President Trump’s February 28, 2017 executive order Restoring the Rule of Law, Federalism, and Economic Growth by Reviewing the “Waters of the United States” Rule calls for the “rescinding or revising” of the WOTUS rule. Many state and local governments objected to the broad nature of this rule, in particular to the expansive definition of ditches and the ambiguous definition of tributaries. The 2015 WOTUS rule is subject to complicated litigation. In October 2015, the Sixth Circuit issued a temporary stay of the rule preventing it from going into effect nationally. In February 2016 the Sixth Circuit ruled that it, rather than a federal district court, has jurisdiction to rule on whether the WOTUS rule exceeded the Clean Water Act.
In January 2017 the Supreme Court agreed to review the Sixth Circuit ruling that an appellate court not a district court has jurisdiction to rule on WOTUS. This case, National Association of Manufacturers v. Department of Defense, will not be heard until next fall 2017—meaning the Supreme Court may not issue an opinion in this case until as late as June 2018.
The federal government asked that the litigation before the Supreme Court be temporarily halted because the 2015 WOTUS rule may be rescinded or revised by the Executive Order, meaning the Sixth Circuit’s ruling it had jurisdiction “may ultimately have little significance for the Rule that is currently under review by the court of appeals.”
A number of parties and interveners who support the 2015 WOTUS rule objected.
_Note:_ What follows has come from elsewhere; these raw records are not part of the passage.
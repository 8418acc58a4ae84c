//! Identifiers for keys and versioned writes

use super::{Object, Timestamp};
use serde::{Deserialize, Serialize};
use std::fmt;

/// A key scoped by its keyspace
#[derive(Debug, Clone, PartialEq, Eq, Hash, PartialOrd, Ord, Serialize, Deserialize)]
pub struct QualifiedKey {
    pub keyspace: String,
    pub key: String,
}

impl QualifiedKey {
    pub fn new(keyspace: impl Into<String>, key: impl Into<String>) -> Self {
        Self {
            keyspace: keyspace.into(),
            key: key.into(),
        }
    }
}

impl fmt::Display for QualifiedKey {
    fn fmt(&self, f: &mut fmt::Formatter) -> fmt::Result {
        write!(f, "{}->{}", self.keyspace, self.key)
    }
}

/// Identifier of one versioned write: `(branch, keyspace, key)` at a timestamp.
///
/// Field order defines the derived ordering: timestamp first, then branch,
/// keyspace and key. The indexing process relies on exactly this order.
#[derive(Debug, Clone, PartialEq, Eq, Hash, PartialOrd, Ord, Serialize, Deserialize)]
pub struct TemporalKey {
    pub timestamp: Timestamp,
    pub branch: String,
    pub keyspace: String,
    pub key: String,
}

impl TemporalKey {
    pub fn new(
        branch: impl Into<String>,
        keyspace: impl Into<String>,
        key: impl Into<String>,
        timestamp: Timestamp,
    ) -> Self {
        Self {
            timestamp,
            branch: branch.into(),
            keyspace: keyspace.into(),
            key: key.into(),
        }
    }

    pub fn qualified_key(&self) -> QualifiedKey {
        QualifiedKey::new(self.keyspace.clone(), self.key.clone())
    }
}

impl fmt::Display for TemporalKey {
    fn fmt(&self, f: &mut fmt::Formatter) -> fmt::Result {
        write!(f, "{}@{}:{}->{}", self.branch, self.timestamp, self.keyspace, self.key)
    }
}

/// Old and new value of one write (`None` = absent / deleted)
#[derive(Debug, Clone, Default, PartialEq)]
pub struct ValueChange {
    pub old: Option<Object>,
    pub new: Option<Object>,
}

impl ValueChange {
    pub fn new(old: Option<Object>, new: Option<Object>) -> Self {
        Self { old, new }
    }

    pub fn insert(new: Object) -> Self {
        Self { old: None, new: Some(new) }
    }

    pub fn update(old: Object, new: Object) -> Self {
        Self { old: Some(old), new: Some(new) }
    }

    pub fn delete(old: Object) -> Self {
        Self { old: Some(old), new: None }
    }
}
Conservation groups argued it is “quite unlikely that the detailed rule and technical record at issue could properly be reconsidered so quickly, and it would be inappropriate to prejudge the outcome of the deliberative process of notice-and-comment rulemaking that would apply to any such action.”
As is its regular practice, the Supreme Court did not explain why it denied the abeyance motion. That the motion was opposed and that the process to finalize new rules is lengthy (and hasn’t yet begun here) may have been factors. Also, the Supreme Court may be anxious to resolve the decade-long confusion over federal court jurisdiction under the Clean Water Act, which would apply to future definitions of WOTUS—whatever they might be.